Similar patterns are emerging again this week after Bitcoin managed to spike up to nearly $7,000 off the back of bad news for Tether, but it has been slowly deflating in price as its trading volume drops dangerously low.
Over the past 48 hours, the volume of Bitcoin has fallen substantially from over $5 bln to $3.8 bln and is quickly moving towards its yearly low. If the trading volume of Bitcoin is to fall another 15 percent, it will hit that yearly low.
The pattern was seen a number of times in the last few months. The price of the coin spikes only to correct, then slowly deflates as trading volume waivers usually leading to another dramatic drop.
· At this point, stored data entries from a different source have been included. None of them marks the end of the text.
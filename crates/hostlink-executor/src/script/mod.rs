//! Persistent scripted execution on an embedded QuickJS engine.
//!
//! The engine lives on the host thread for its whole life. All runs share
//! one global object; session isolation comes from moving a session's
//! bindings out of the globals after every run and back in before the next
//! run under the same session id. The moved values stay live inside the
//! engine, so values with no JSON form survive between runs; the
//! [`SessionManager`] only keeps their JSON record.
//!
//! User code is evaluated through an indirect `eval`, so top-level `var`
//! declarations and bare assignments become deletable global properties
//! while `let`/`const` stay local to the run.

use std::{
    cell::RefCell,
    collections::HashSet,
    rc::Rc,
    sync::Arc,
    time::{Duration, Instant},
};

use hostlink_session::{Captured, ManagerError, SessionManager};
use parking_lot::Mutex;
use rquickjs::{Context, Ctx, FromJs, Function, Runtime, function::IntoArgs, prelude::Func};
use serde::{Deserialize, Serialize};
use serde_json::{Value, json};
use thiserror::Error;

use crate::invoke::{InvokeRequest, Invoker, report};

const PRELUDE: &str = include_str!("prelude.js");

/// Synthetic source name user code is reported under.
pub const SOURCE_NAME: &str = "<ai-code>";

/// Scripted-execution settings.
#[derive(Debug, Clone, PartialEq, Eq, Serialize, Deserialize)]
#[serde(default)]
pub struct ScriptConfig {
    /// Wall-clock limit for one run.
    pub timeout_secs: Option<u64>,
    /// Heap limit for the engine.
    pub memory_limit_bytes: Option<usize>,
    /// Session used when a request names none.
    pub default_session: String,
}

impl Default for ScriptConfig {
    fn default() -> Self {
        Self {
            timeout_secs: None,
            memory_limit_bytes: None,
            default_session: "default".into(),
        }
    }
}

impl ScriptConfig {
    #[must_use]
    pub fn timeout(&self) -> Option<Duration> {
        self.timeout_secs.map(Duration::from_secs)
    }
}

/// Cross-tool calls made from scripts through `mcp.call`.
///
/// Called on the host thread; implementations block until the remote tool
/// answers.
pub trait ToolBridge: Send + Sync {
    /// Call `tool` with `arguments`, returning its result or an error text.
    ///
    /// # Errors
    /// Returns the failure description if the call failed.
    fn call(&self, tool: &str, arguments: Value) -> Result<Value, String>;
}

/// An exception raised by user code.
#[derive(Debug, Clone, PartialEq, Eq, Error, Serialize)]
#[error("{name}: {message}")]
pub struct ScriptError {
    pub name: String,
    pub message: String,
    /// Exception and stack, attributed to [`SOURCE_NAME`].
    pub trace: String,
}

/// Result of one run.
#[derive(Debug, Clone, Serialize)]
pub struct ScriptOutcome {
    pub success: bool,
    pub stdout: String,
    pub stderr: String,
    /// Value assigned to `__return__`, if any.
    pub return_value: Option<Value>,
    /// Names saved under the session after the run; empty for
    /// non-persistent runs.
    pub session_bindings: Vec<String>,
    #[serde(skip_serializing_if = "Option::is_none")]
    pub error: Option<ScriptError>,
}

/// Failure of the engine itself, as opposed to the user's code.
#[derive(Debug, Error)]
pub enum EngineError {
    #[error("QuickJS: {0}")]
    Js(#[from] rquickjs::Error),
    #[error("Engine returned malformed data: {0}")]
    Decode(#[from] serde_json::Error),
    #[error(transparent)]
    Session(#[from] ManagerError),
}

#[derive(Default)]
struct Output {
    stdout: RefCell<String>,
    stderr: RefCell<String>,
}

impl Output {
    fn write(&self, stream: &str, text: &str) {
        let buffer = if stream == "stderr" { &self.stderr } else { &self.stdout };
        buffer.borrow_mut().push_str(text);
    }

    fn take(&self) -> (String, String) {
        (self.stdout.take(), self.stderr.take())
    }
}

type BridgeSlot = Rc<RefCell<Option<Arc<dyn ToolBridge>>>>;

#[derive(Deserialize)]
struct ExecStatus {
    ok: bool,
    #[serde(default)]
    name: String,
    #[serde(default)]
    message: String,
    #[serde(default)]
    stack: String,
}

#[derive(Deserialize)]
struct Returned {
    present: bool,
    #[serde(default)]
    value: Value,
}

#[derive(Deserialize)]
#[serde(tag = "kind", rename_all = "lowercase")]
enum Observed {
    Data { value: Value },
    Callable,
    Opaque {
        #[serde(rename = "type")]
        type_name: String,
    },
}

impl From<Observed> for Captured {
    fn from(observed: Observed) -> Self {
        match observed {
            Observed::Data { value } => Self::Data(value),
            Observed::Callable => Self::Callable,
            Observed::Opaque { type_name } => Self::Opaque(type_name),
        }
    }
}

/// The scripted-execution environment. Not `Send`: build it on the host
/// thread.
pub struct ScriptEngine {
    config: ScriptConfig,
    sessions: Arc<SessionManager>,
    context: Context,
    output: Rc<Output>,
    bridge: BridgeSlot,
    deadline: Arc<Mutex<Option<Instant>>>,
}

impl ScriptEngine {
    /// Create the engine and install the prelude.
    ///
    /// # Errors
    /// Returns error if QuickJS cannot be initialised.
    pub fn new(config: ScriptConfig, invoker: Invoker, sessions: Arc<SessionManager>) -> Result<Self, EngineError> {
        let runtime = Runtime::new()?;
        if let Some(limit) = config.memory_limit_bytes {
            runtime.set_memory_limit(limit);
        }
        let deadline: Arc<Mutex<Option<Instant>>> = Arc::new(Mutex::new(None));
        let watched = Arc::clone(&deadline);
        runtime.set_interrupt_handler(Some(Box::new(move || {
            watched.lock().is_some_and(|at| Instant::now() >= at)
        })));

        let context = Context::full(&runtime)?;
        let output = Rc::new(Output::default());
        let bridge: BridgeSlot = Rc::new(RefCell::new(None));

        context.with(|ctx| -> Result<(), EngineError> {
            install_natives(&ctx, &output, &bridge, invoker)?;
            ctx.eval::<(), _>(PRELUDE)?;
            Ok(())
        })?;
        tracing::debug!(?config, "Script engine ready");

        Ok(Self {
            config,
            sessions,
            context,
            output,
            bridge,
            deadline,
        })
    }

    #[must_use]
    pub const fn config(&self) -> &ScriptConfig {
        &self.config
    }

    #[must_use]
    pub fn sessions(&self) -> &Arc<SessionManager> {
        &self.sessions
    }

    /// Run `code`. A persistent run re-installs the session's bindings first
    /// and keeps the ones it owns afterwards; a failed run rebinds the
    /// session to the values it had before.
    ///
    /// # Errors
    /// Returns error only if the engine or session storage fails; exceptions
    /// from user code are reported in the outcome.
    pub fn run(
        &self,
        code: &str,
        session_id: &str,
        persistent: bool,
        bridge: Option<Arc<dyn ToolBridge>>,
    ) -> Result<ScriptOutcome, EngineError> {
        *self.bridge.borrow_mut() = bridge;
        let result = self
            .context
            .with(|ctx| self.run_in(&ctx, code, session_id, persistent));
        self.bridge.borrow_mut().take();
        *self.deadline.lock() = None;
        let (stdout, stderr) = self.output.take();

        let (error, return_value, session_bindings) = result?;
        let success = error.is_none();
        match &error {
            None => tracing::info!(session_id, persistent, bindings = session_bindings.len(), "Script finished"),
            Some(e) => tracing::info!(session_id, persistent, error = %e, "Script failed"),
        }

        Ok(ScriptOutcome {
            success,
            stdout,
            stderr,
            return_value,
            session_bindings,
            error,
        })
    }

    fn run_in(
        &self,
        ctx: &Ctx<'_>,
        code: &str,
        session_id: &str,
        persistent: bool,
    ) -> Result<(Option<ScriptError>, Option<Value>, Vec<String>), EngineError> {
        let baseline: HashSet<String> = serde_json::from_str(&call::<_, String>(ctx, "__hostlink_names", ())?)?;
        let previous: Vec<String> = if persistent {
            serde_json::from_str(&call::<_, String>(ctx, "__hostlink_enter", (session_id,))?)?
        } else {
            Vec::new()
        };

        *self.deadline.lock() = self.config.timeout().map(|limit| Instant::now() + limit);
        let status = match call::<_, String>(ctx, "__hostlink_exec", (code,)) {
            Ok(json) => serde_json::from_str::<ExecStatus>(&json)?,
            Err(rquickjs::Error::Exception) => self.uncaught(ctx),
            Err(e) => return Err(e.into()),
        };
        *self.deadline.lock() = None;

        let returned: Returned = serde_json::from_str(&call::<_, String>(ctx, "__hostlink_take_return", ())?)?;
        let return_value = returned.present.then_some(returned.value);
        let error = (!status.ok).then(|| script_error(status));

        if !persistent {
            return Ok((error, return_value, Vec::new()));
        }

        let owned_before: HashSet<String> = previous.iter().cloned().collect();
        let observed: Vec<(String, Observed)> =
            serde_json::from_str(&call::<_, String>(ctx, "__hostlink_snapshot", ())?)?;
        let owned: Vec<(String, Observed)> = observed
            .into_iter()
            .filter(|(name, value)| {
                !matches!(value, Observed::Callable) && self.sessions.owns(name, &baseline, &owned_before)
            })
            .collect();
        let names: Vec<String> = owned.iter().map(|(name, _)| name.clone()).collect();

        let session_bindings = if error.is_none() {
            let globals = owned.into_iter().map(|(name, value)| (name, value.into()));
            let saved = self.sessions.capture(session_id, &baseline, &owned_before, globals)?;
            saved.keys().cloned().collect()
        } else {
            previous
        };

        call::<_, ()>(
            ctx,
            "__hostlink_leave",
            (session_id, json!(names).to_string(), error.is_none()),
        )?;
        Ok((error, return_value, session_bindings))
    }

    /// Status for an exception `try`/`catch` could not see (interrupts,
    /// out-of-memory).
    fn uncaught(&self, ctx: &Ctx<'_>) -> ExecStatus {
        let timed_out = self.deadline.lock().is_some_and(|at| Instant::now() >= at);
        let caught = ctx.catch();
        let (message, stack) = caught.as_exception().map_or_else(
            || (format!("{caught:?}"), String::new()),
            |e| (e.message().unwrap_or_default(), e.stack().unwrap_or_default()),
        );

        if timed_out {
            ExecStatus {
                ok: false,
                name: "TimeoutError".into(),
                message: format!(
                    "execution exceeded {}s",
                    self.config.timeout_secs.unwrap_or_default()
                ),
                stack,
            }
        } else {
            ExecStatus {
                ok: false,
                name: "InternalError".into(),
                message,
                stack,
            }
        }
    }

    /// Drop the bindings of one session, or of every session.
    ///
    /// # Errors
    /// Returns error if session storage fails.
    pub fn reset(&self, session_id: Option<&str>) -> Result<usize, EngineError> {
        let dropped = self.sessions.reset(session_id)?;
        self.context
            .with(|ctx| call::<_, ()>(&ctx, "__hostlink_forget", (session_id,)))?;
        Ok(dropped)
    }
}

fn call<'js, A, R>(ctx: &Ctx<'js>, name: &str, args: A) -> rquickjs::Result<R>
where
    A: IntoArgs<'js>,
    R: FromJs<'js>,
{
    let function: Function<'js> = ctx.globals().get(name)?;
    function.call(args)
}

fn script_error(status: ExecStatus) -> ScriptError {
    let stack = status.stack.replace("<input>", SOURCE_NAME).replace("<eval>", SOURCE_NAME);
    let mut trace = format!("{}: {}\n", status.name, status.message);
    if stack.trim().is_empty() {
        trace.push_str("    at ");
        trace.push_str(SOURCE_NAME);
        trace.push('\n');
    } else {
        trace.push_str(&stack);
    }
    ScriptError {
        name: status.name,
        message: status.message,
        trace,
    }
}
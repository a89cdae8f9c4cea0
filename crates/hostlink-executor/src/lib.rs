//! Host-side execution for hostlink.
//!
//! Provides:
//! - `Marshaler` / `HostThread` - FIFO work queue onto the host thread
//! - `Invoker` - reflective path resolution, argument construction, calls
//! - `ScriptEngine` - persistent scripted sessions on embedded JavaScript
//! - `HostTool` - the reverse-call router registered with the server

pub mod invoke;
pub mod marshal;
pub mod script;
pub mod tool;

pub use invoke::{
    ConstructorRegistry, ConstructorStrategy, InvokeError, InvokeFailure, InvokeOutcome, InvokeRequest, Invoker,
};
pub use marshal::{HostLoop, HostThread, MarshalError, Marshaler, WorkItem, channel};
pub use script::{EngineError, ScriptConfig, ScriptEngine, ScriptError, ScriptOutcome, ToolBridge};
pub use tool::{ClientBridge, HostState, HostTool};
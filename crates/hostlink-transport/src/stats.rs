//! Counters for frames the client drops instead of failing on.

use std::sync::atomic::{AtomicU64, Ordering};

use serde::Serialize;

/// Process-lifetime counters, shared by the transport reader, the
/// correlator, the dispatcher and the supervisor.
#[derive(Debug, Default)]
pub struct ClientStats {
    late_responses: AtomicU64,
    unknown_tool_calls: AtomicU64,
    malformed_frames: AtomicU64,
    reconnects: AtomicU64,
}

/// Point-in-time copy of [`ClientStats`].
#[derive(Debug, Clone, Copy, Default, PartialEq, Eq, Serialize)]
pub struct StatsSnapshot {
    pub late_responses: u64,
    pub unknown_tool_calls: u64,
    pub malformed_frames: u64,
    pub reconnects: u64,
}

impl ClientStats {
    #[must_use]
    pub fn new() -> Self {
        Self::default()
    }

    /// Response for an id with no waiting caller (late, duplicate or unknown).
    pub fn record_late_response(&self) {
        self.late_responses.fetch_add(1, Ordering::Relaxed);
    }

    /// Reverse call addressed to a tool name we did not register.
    pub fn record_unknown_tool_call(&self) {
        self.unknown_tool_calls.fetch_add(1, Ordering::Relaxed);
    }

    pub fn record_malformed_frame(&self) {
        self.malformed_frames.fetch_add(1, Ordering::Relaxed);
    }

    /// A `Connected` entry after the first one.
    pub fn record_reconnect(&self) {
        self.reconnects.fetch_add(1, Ordering::Relaxed);
    }

    #[must_use]
    pub fn snapshot(&self) -> StatsSnapshot {
        StatsSnapshot {
            late_responses: self.late_responses.load(Ordering::Relaxed),
            unknown_tool_calls: self.unknown_tool_calls.load(Ordering::Relaxed),
            malformed_frames: self.malformed_frames.load(Ordering::Relaxed),
            reconnects: self.reconnects.load(Ordering::Relaxed),
        }
    }
}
Starting on Monday, Bitcoin manages to spike dramatically from $6,300 to nearly $7,000 with the price of the coin even trading at a premium of $7,500 on some sites. However, after the correction which got it back to $6,600, the price of the coin has been slowly going down along with its trading volume.
Time for a show of strength
Cryptocurrency investor Roy Blackstone recently explained that Bitcoin has to begin showing strength in terms of volume, price trend, momentum, and daily trading activity in order for the rest of the market to remain afloat, above key support levels.
“It’s not alt season until: ‘long term investors’ sell at breakeven, media hype machine starts, your best friend is getting rich off crypto, alt pumps across the board on exchanges like Polo, Bitcoin starts to show real strength,” he said.
Bitcoin has struggled to get its volume up even around positive news on adoption and regulation, but the news has not been strong enough to entice a new section of investor into the market with many fleeing it from its highs of 2017.
If the pattern is to continue and if trading volume is to be the only catalyst, it must be expected that Bitcoin could quite easily drop back down to $6,200, a strong position of support, in the coming days.
However, the sentiment around the mid-term growth of the cryptocurrency sector is still positive due to the progress made by major financial institutions such as Goldman Sachs and Fidelity.